*** Input material Section Begins ***

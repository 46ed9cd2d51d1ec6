use clap::Parser;
use netease_diange::cli::{Cli, Command};
use netease_diange::config;
use netease_diange::error::ApiError;
use netease_diange::onebot::{AgentHost, BotError, Message, OneBotApi};
use netease_diange::text::describe_song;
use netease_diange::{MusicPlugin, logging};

/// 把消息打印到终端的演练 Bot
struct DryRunBot;

impl OneBotApi for DryRunBot {
    async fn send_private_msg(&self, user_id: i64, message: &Message) -> Result<i64, BotError> {
        println!("-> 私聊 {user_id}: {message}");
        Ok(0)
    }

    async fn send_group_msg(&self, group_id: i64, message: &Message) -> Result<i64, BotError> {
        println!("-> 群聊 {group_id}: {message}");
        Ok(0)
    }
}

struct DryRunHost {
    bot: DryRunBot,
}

impl AgentHost for DryRunHost {
    type Bot = DryRunBot;

    async fn onebot_v11(&self) -> Option<&DryRunBot> {
        Some(&self.bot)
    }
}

#[tokio::main]
async fn main() -> Result<(), ApiError> {
    let cli = Cli::parse();

    let config_path = cli.config.clone().unwrap_or_else(config::default_config_path);
    let mut cfg = config::load_config(&config_path);
    if let Some(v) = cli.api_base.clone() {
        cfg.api_base = v;
    }

    let _log_guard = logging::init(
        &config::default_data_dir(),
        logging::LogConfig {
            dir: cli.log_dir.clone(),
            filter: cli.log_filter.clone(),
            stderr: cli.verbose,
        },
    );
    tracing::info!(config = %config_path.display(), "netease-diange 启动");

    let plugin = MusicPlugin::new(cfg);

    match cli.command {
        Command::Search {
            keywords,
            limit,
            json,
        } => {
            let songs = plugin.api().search(&keywords, limit).await?;
            if json {
                println!("{}", serde_json::to_string_pretty(&songs)?);
            } else if songs.is_empty() {
                println!("未找到歌曲: {keywords}");
            } else {
                for song in &songs {
                    println!("{}", describe_song(song));
                    println!("🆔 id: {}", song.id);
                    println!();
                }
            }
        }
        Command::Info {
            id,
            level,
            lyric,
            json,
        } => {
            let level = level.unwrap_or(plugin.config().audio_quality);
            let info = plugin.api().song_info(id, level).await?;
            if json {
                println!("{}", serde_json::to_string_pretty(&info)?);
            } else {
                println!("🎵 {}", info.name);
                println!("🎤 歌手: {}", info.artist);
                println!("💿 专辑: {}", info.album);
                println!("🔊 音质: {} ({})", info.level, info.size);
                println!("🔗 链接: {}", info.url);
                println!("🖼️ 封面: {}", info.cover);
                if lyric {
                    println!();
                    println!("{}", info.lyric.as_deref().unwrap_or("（无歌词）"));
                }
            }
        }
        Command::Url { id, level } => {
            let level = level.unwrap_or(plugin.config().audio_quality);
            let url = plugin.api().song_url(id, level).await?;
            println!("{url}");
        }
        Command::Send { chat_key, keywords } => {
            let host = DryRunHost { bot: DryRunBot };
            let result = plugin.send_music(&host, &chat_key, &keywords).await;
            println!("{result}");
        }
    }

    plugin.shutdown();
    Ok(())
}
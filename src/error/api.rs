//! 网易云音乐 API 相关错误

/// 音乐 API 调用错误
#[derive(Debug, thiserror::Error)]
pub enum ApiError {
    /// 网络层错误（连接、超时、非 2xx 状态码）
    #[error("HTTP 请求失败: {0}")]
    Http(#[from] reqwest::Error),

    /// 响应不是预期的 JSON
    #[error("响应解析失败: {0}")]
    Json(#[from] serde_json::Error),

    /// API 返回业务错误
    #[error("API 返回错误: code={code}, msg={msg}")]
    Api { code: i64, msg: String },

    /// 搜索结果为空
    #[error("未找到歌曲: {0}")]
    SongNotFound(String),

    /// 供应商未返回播放链接（区域/会员限制）
    #[error("歌曲链接为空，可能需要 VIP 或版权受限")]
    Restricted,
}
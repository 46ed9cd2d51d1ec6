use crate::config::AudioQuality;
use crate::domain::model::{SongInfo, SongSummary};
use crate::error::ApiError;
use crate::netease::models::{convert, dto};
use once_cell::sync::OnceCell;
use std::time::Duration;

// 聚合接口对非浏览器 UA 会返回 403
const UA_CHROME: &str = "Mozilla/5.0 (Windows NT 10.0; Win64; x64) AppleWebKit/537.36 (KHTML, like Gecko) Chrome/132.0.0.0 Safari/537.36";

const DEFAULT_TIMEOUT: Duration = Duration::from_secs(15);

#[derive(Debug, Clone)]
pub struct NeteaseApiConfig {
    pub base_url: String,
    pub timeout: Duration,
}

impl Default for NeteaseApiConfig {
    fn default() -> Self {
        Self {
            base_url: crate::config::DEFAULT_API_BASE.to_owned(),
            timeout: DEFAULT_TIMEOUT,
        }
    }
}

/// 网易云音乐聚合 API 客户端
///
/// HTTP 连接句柄在第一次请求时才创建，整个插件生命周期内复用；
/// 卸载时经由 [`NeteaseApi::close`] 释放。
#[derive(Debug)]
pub struct NeteaseApi {
    cfg: NeteaseApiConfig,
    http: OnceCell<reqwest::Client>,
}

impl NeteaseApi {
    pub fn new(cfg: NeteaseApiConfig) -> Self {
        Self {
            cfg,
            http: OnceCell::new(),
        }
    }

    fn http(&self) -> Result<&reqwest::Client, ApiError> {
        self.http
            .get_or_try_init(|| {
                reqwest::Client::builder()
                    .timeout(self.cfg.timeout)
                    .user_agent(UA_CHROME)
                    .build()
            })
            .map_err(ApiError::Http)
    }

    /// 释放连接句柄，之后的调用会重新创建
    pub fn close(&mut self) {
        if self.http.take().is_some() {
            tracing::debug!("音乐 API 连接已关闭");
        }
    }

    fn endpoint(&self, path: &str) -> String {
        format!("{}{path}", self.cfg.base_url.trim_end_matches('/'))
    }

    /// 按关键词搜索歌曲
    pub async fn search(&self, keywords: &str, limit: u32) -> Result<Vec<SongSummary>, ApiError> {
        let limit = limit.to_string();
        let resp = self
            .http()?
            .get(self.endpoint("/api/163_search"))
            .query(&[("name", keywords), ("limit", limit.as_str())])
            .send()
            .await?
            .error_for_status()?;
        let bytes = resp.bytes().await?;
        let body: dto::SearchResp = serde_json::from_slice(&bytes)?;
        convert::to_song_summaries(body)
    }

    /// 搜索并取第一个结果
    pub async fn search_first(&self, keywords: &str) -> Result<SongSummary, ApiError> {
        let songs = self.search(keywords, 1).await?;
        songs
            .into_iter()
            .next()
            .ok_or_else(|| ApiError::SongNotFound(keywords.to_owned()))
    }

    /// 获取歌曲完整信息（播放链接、封面、歌词）
    pub async fn song_info(&self, song_id: i64, level: AudioQuality) -> Result<SongInfo, ApiError> {
        let ids = song_id.to_string();
        let resp = self
            .http()?
            .get(self.endpoint("/api/163_music"))
            .query(&[
                ("ids", ids.as_str()),
                ("level", level.as_str()),
                ("type", "json"),
            ])
            .send()
            .await?
            .error_for_status()?;
        let bytes = resp.bytes().await?;
        let body: dto::SongInfoResp = serde_json::from_slice(&bytes)?;
        convert::to_song_info(song_id, body)
    }

    /// 获取歌曲播放链接
    pub async fn song_url(&self, song_id: i64, level: AudioQuality) -> Result<String, ApiError> {
        Ok(self.song_info(song_id, level).await?.url)
    }
}

#[cfg(test)]
mod tests {
    use super::*;

    fn api_for(server: &mockito::ServerGuard) -> NeteaseApi {
        NeteaseApi::new(NeteaseApiConfig {
            base_url: server.url(),
            timeout: Duration::from_secs(5),
        })
    }

    #[tokio::test]
    async fn test_search_sends_name_and_limit() {
        let mut server = mockito::Server::new_async().await;
        let mock = server
            .mock("GET", "/api/163_search")
            .match_query(mockito::Matcher::AllOf(vec![
                mockito::Matcher::UrlEncoded("name".into(), "周杰伦 晴天".into()),
                mockito::Matcher::UrlEncoded("limit".into(), "3".into()),
            ]))
            .with_header("content-type", "application/json")
            .with_body(
                r#"{"code":200,"result":{"songs":[
                    {"id":186016,"name":"晴天","artists":"周杰伦","album":"叶惠美","duration":269000}
                ]}}"#,
            )
            .create_async()
            .await;

        let api = api_for(&server);
        let songs = api.search("周杰伦 晴天", 3).await.unwrap();
        mock.assert_async().await;
        assert_eq!(songs[0].name, "晴天");
    }

    #[tokio::test]
    async fn test_search_first_empty_is_not_found() {
        let mut server = mockito::Server::new_async().await;
        let _mock = server
            .mock("GET", "/api/163_search")
            .match_query(mockito::Matcher::Any)
            .with_body(r#"{"code":200,"result":{"songs":[]}}"#)
            .create_async()
            .await;

        let api = api_for(&server);
        let err = api.search_first("不存在的歌").await.unwrap_err();
        assert!(matches!(err, ApiError::SongNotFound(k) if k == "不存在的歌"));
    }

    #[tokio::test]
    async fn test_song_info_sends_level_param() {
        let mut server = mockito::Server::new_async().await;
        let mock = server
            .mock("GET", "/api/163_music")
            .match_query(mockito::Matcher::AllOf(vec![
                mockito::Matcher::UrlEncoded("ids".into(), "186016".into()),
                mockito::Matcher::UrlEncoded("level".into(), "lossless".into()),
                mockito::Matcher::UrlEncoded("type".into(), "json".into()),
            ]))
            .with_body(
                r#"{"status":200,"name":"晴天","ar_name":"周杰伦",
                    "url":"https://m801.music.126.net/qt.flac","level":"lossless"}"#,
            )
            .create_async()
            .await;

        let api = api_for(&server);
        let info = api
            .song_info(186016, AudioQuality::Lossless)
            .await
            .unwrap();
        mock.assert_async().await;
        assert_eq!(info.url, "https://m801.music.126.net/qt.flac");
    }

    #[tokio::test]
    async fn test_http_error_status_maps_to_http_error() {
        let mut server = mockito::Server::new_async().await;
        let _mock = server
            .mock("GET", "/api/163_search")
            .match_query(mockito::Matcher::Any)
            .with_status(502)
            .create_async()
            .await;

        let api = api_for(&server);
        let err = api.search("晴天", 1).await.unwrap_err();
        assert!(matches!(err, ApiError::Http(_)));
    }

    #[tokio::test]
    async fn test_close_resets_client() {
        let server = mockito::Server::new_async().await;
        let mut api = api_for(&server);
        // 未初始化时 close 不做事
        api.close();
        assert!(api.http().is_ok());
        api.close();
        assert!(api.http.get().is_none());
    }
}
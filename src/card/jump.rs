use crate::config::{DEFAULT_PLAYER_HOST, PluginConfig};
use crate::text::clean_text;
use urlencoding::encode;

/// 网易云官网歌曲页
pub fn catalog_url(song_id: i64) -> String {
    format!("https://music.163.com/#/song?id={song_id}")
}

/// 生成卡片主跳转链接
///
/// 外部播放器关闭时固定跳转官网歌曲页。开启时拼
/// `https://{host}/?title=..&artist=..&cover=..&audio=..&detail=..`，
/// 参数逐个百分号编码，标题与歌手先清除不可见字符。
pub fn build_jump_url(
    song_id: i64,
    name: &str,
    artist: &str,
    cover_url: &str,
    audio_url: &str,
    cfg: &PluginConfig,
) -> String {
    if !cfg.use_external_player {
        return catalog_url(song_id);
    }

    let base = player_base(&cfg.external_player_host);
    let title = clean_text(name);
    let artist = clean_text(artist);

    format!(
        "{base}/?title={}&artist={}&cover={}&audio={}&detail={}",
        encode(&title),
        encode(&artist),
        encode(cover_url),
        encode(audio_url),
        encode(&catalog_url(song_id)),
    )
}

/// 校验并规范化播放器地址，配置异常时回退到内置默认域名
fn player_base(configured: &str) -> String {
    let mut host = configured.trim_end_matches('/');
    if host.is_empty() || host.len() > 200 || !host.is_ascii() {
        tracing::warn!(host = %configured, "外部播放器地址配置异常，已回退到默认值");
        host = DEFAULT_PLAYER_HOST;
    }
    if host.starts_with("http") {
        host.to_owned()
    } else {
        format!("https://{host}")
    }
}
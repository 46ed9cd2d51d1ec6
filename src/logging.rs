use std::fs;
use std::path::{Path, PathBuf};
use tracing_appender::non_blocking::WorkerGuard;
use tracing_subscriber::layer::SubscriberExt;
use tracing_subscriber::util::SubscriberInitExt;
use tracing_subscriber::{EnvFilter, fmt};

/// 持有日志后台线程的句柄，丢弃时冲刷剩余日志
pub struct LogGuard(#[allow(dead_code)] Option<WorkerGuard>);

#[derive(Debug, Clone, Default)]
pub struct LogConfig {
    pub dir: Option<PathBuf>,
    pub filter: Option<String>,
    /// 同时把日志打到 stderr（终端调试用）
    pub stderr: bool,
}

pub fn init(data_dir: &Path, cfg: LogConfig) -> LogGuard {
    let log_dir = cfg.dir.unwrap_or_else(|| data_dir.join("logs"));

    let log_dir = match fs::create_dir_all(&log_dir) {
        Ok(()) => log_dir,
        Err(_) => std::env::temp_dir().join("netease-diange-logs"),
    };
    let _ = fs::create_dir_all(&log_dir);

    let file_appender = tracing_appender::rolling::daily(&log_dir, "netease-diange.log");
    let (file_writer, guard) = tracing_appender::non_blocking(file_appender);

    let filter = match cfg.filter {
        Some(s) if !s.trim().is_empty() => EnvFilter::new(s),
        _ => EnvFilter::try_from_default_env()
            .unwrap_or_else(|_| EnvFilter::new("info,reqwest=warn,hyper=warn")),
    };

    let file_layer = fmt::layer()
        .with_ansi(false)
        .with_target(true)
        .with_writer(file_writer);

    let stderr_layer = cfg
        .stderr
        .then(|| fmt::layer().with_target(false).with_writer(std::io::stderr));

    let subscriber = tracing_subscriber::registry()
        .with(filter)
        .with(file_layer)
        .with(stderr_layer);

    let _ = subscriber.try_init();
    tracing::info!(log_dir = %log_dir.display(), "tracing 已初始化");

    LogGuard(Some(guard))
}
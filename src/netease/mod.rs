mod client;
pub mod models;

pub use client::{NeteaseApi, NeteaseApiConfig};
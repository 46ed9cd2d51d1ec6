//! 会话标识解析
//!
//! 会话标识形如 `onebot_v11-group_123456`：适配器名、会话类型、
//! 目标 ID 三段。适配器与其余部分以第一个 `-` 分隔，目标 ID 以
//! 最后一个 `_` 分隔，省略时取 0。

use crate::error::SessionKeyError;
use std::fmt;

/// 当前唯一接入的聊天适配器
pub const SUPPORTED_ADAPTER: &str = "onebot_v11";

/// 会话类型
#[derive(Debug, Clone, Copy, PartialEq, Eq)]
pub enum ChatKind {
    Private,
    Group,
}

impl fmt::Display for ChatKind {
    fn fmt(&self, f: &mut fmt::Formatter<'_>) -> fmt::Result {
        f.write_str(match self {
            ChatKind::Private => "private",
            ChatKind::Group => "group",
        })
    }
}

/// 投递目标会话
#[derive(Debug, Clone, PartialEq, Eq)]
pub struct ChatTarget {
    pub adapter: String,
    pub kind: ChatKind,
    pub target_id: i64,
}

impl ChatTarget {
    /// 解析会话标识
    pub fn parse(chat_key: &str) -> Result<Self, SessionKeyError> {
        let (adapter, chat_info) = chat_key.split_once('-').unwrap_or((chat_key, ""));

        let (kind_text, target_id) = match chat_info.rsplit_once('_') {
            Some((kind_text, id_text)) => {
                let target_id = id_text
                    .parse::<i64>()
                    .map_err(|_| SessionKeyError::BadTargetId(id_text.to_owned()))?;
                (kind_text, target_id)
            }
            None => (chat_info, 0),
        };

        let kind = match kind_text {
            "private" => ChatKind::Private,
            "group" => ChatKind::Group,
            "" => return Err(SessionKeyError::MissingKind),
            other => return Err(SessionKeyError::UnknownKind(other.to_owned())),
        };

        Ok(Self {
            adapter: adapter.to_owned(),
            kind,
            target_id,
        })
    }

    pub fn is_supported_adapter(&self) -> bool {
        self.adapter == SUPPORTED_ADAPTER
    }
}

impl fmt::Display for ChatTarget {
    fn fmt(&self, f: &mut fmt::Formatter<'_>) -> fmt::Result {
        write!(f, "{}-{}_{}", self.adapter, self.kind, self.target_id)
    }
}

#[cfg(test)]
mod tests {
    use super::*;

    #[test]
    fn test_parse_group_key() {
        let target = ChatTarget::parse("onebot_v11-group_123456").unwrap();
        assert_eq!(target.adapter, "onebot_v11");
        assert_eq!(target.kind, ChatKind::Group);
        assert_eq!(target.target_id, 123456);
        assert!(target.is_supported_adapter());
    }

    #[test]
    fn test_parse_private_key() {
        let target = ChatTarget::parse("onebot_v11-private_10001").unwrap();
        assert_eq!(target.kind, ChatKind::Private);
        assert_eq!(target.target_id, 10001);
    }

    #[test]
    fn test_parse_key_without_target_id() {
        let target = ChatTarget::parse("onebot_v11-private").unwrap();
        assert_eq!(target.target_id, 0);
    }

    #[test]
    fn test_adapter_split_at_first_dash() {
        // 适配器名里的下划线不参与分段
        let target = ChatTarget::parse("onebot_v11-group_42").unwrap();
        assert_eq!(target.adapter, "onebot_v11");

        let target = ChatTarget::parse("tg-bot-group_42");
        // 第一个 `-` 之后整体算会话信息
        assert_eq!(
            target.unwrap_err(),
            SessionKeyError::UnknownKind("bot-group".to_owned())
        );
    }

    #[test]
    fn test_target_id_split_at_last_underscore() {
        let err = ChatTarget::parse("onebot_v11-group_chat_7").unwrap_err();
        assert_eq!(err, SessionKeyError::UnknownKind("group_chat".to_owned()));
    }

    #[test]
    fn test_unknown_kind() {
        let err = ChatTarget::parse("onebot_v11-channel_5").unwrap_err();
        assert_eq!(err, SessionKeyError::UnknownKind("channel".to_owned()));
    }

    #[test]
    fn test_bad_target_id() {
        let err = ChatTarget::parse("onebot_v11-group_abc").unwrap_err();
        assert_eq!(err, SessionKeyError::BadTargetId("abc".to_owned()));
    }

    #[test]
    fn test_missing_kind() {
        assert_eq!(
            ChatTarget::parse("onebot_v11").unwrap_err(),
            SessionKeyError::MissingKind
        );
        assert_eq!(
            ChatTarget::parse("onebot_v11-").unwrap_err(),
            SessionKeyError::MissingKind
        );
    }

    #[test]
    fn test_unsupported_adapter_still_parses() {
        let target = ChatTarget::parse("telegram-group_99").unwrap();
        assert_eq!(target.adapter, "telegram");
        assert!(!target.is_supported_adapter());
    }

    #[test]
    fn test_display_roundtrip() {
        let target = ChatTarget::parse("onebot_v11-group_123456").unwrap();
        assert_eq!(target.to_string(), "onebot_v11-group_123456");
    }
}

*** Input material Section Ends ***

## Aim of the task
Only the lines above from the line with "host = DEFAULT_PLAYER_HOST;" to the line with "use tracing_subscriber::util::SubscriberInitExt;", those two lines included, should be reproduced exactly.

## Solution to this task
        host = DEFAULT_PLAYER_HOST;
    }
    if host.starts_with("http") {
        host.to_owned()
    } else {
        format!("https://{host}")
    }
}
repository 46ed9cd2d51d1ec6
filename src/logging.rs
use std::fs;
use std::path::{Path, PathBuf};
use tracing_appender::non_blocking::WorkerGuard;
use tracing_subscriber::layer::SubscriberExt;
use tracing_subscriber::util::SubscriberInitExt;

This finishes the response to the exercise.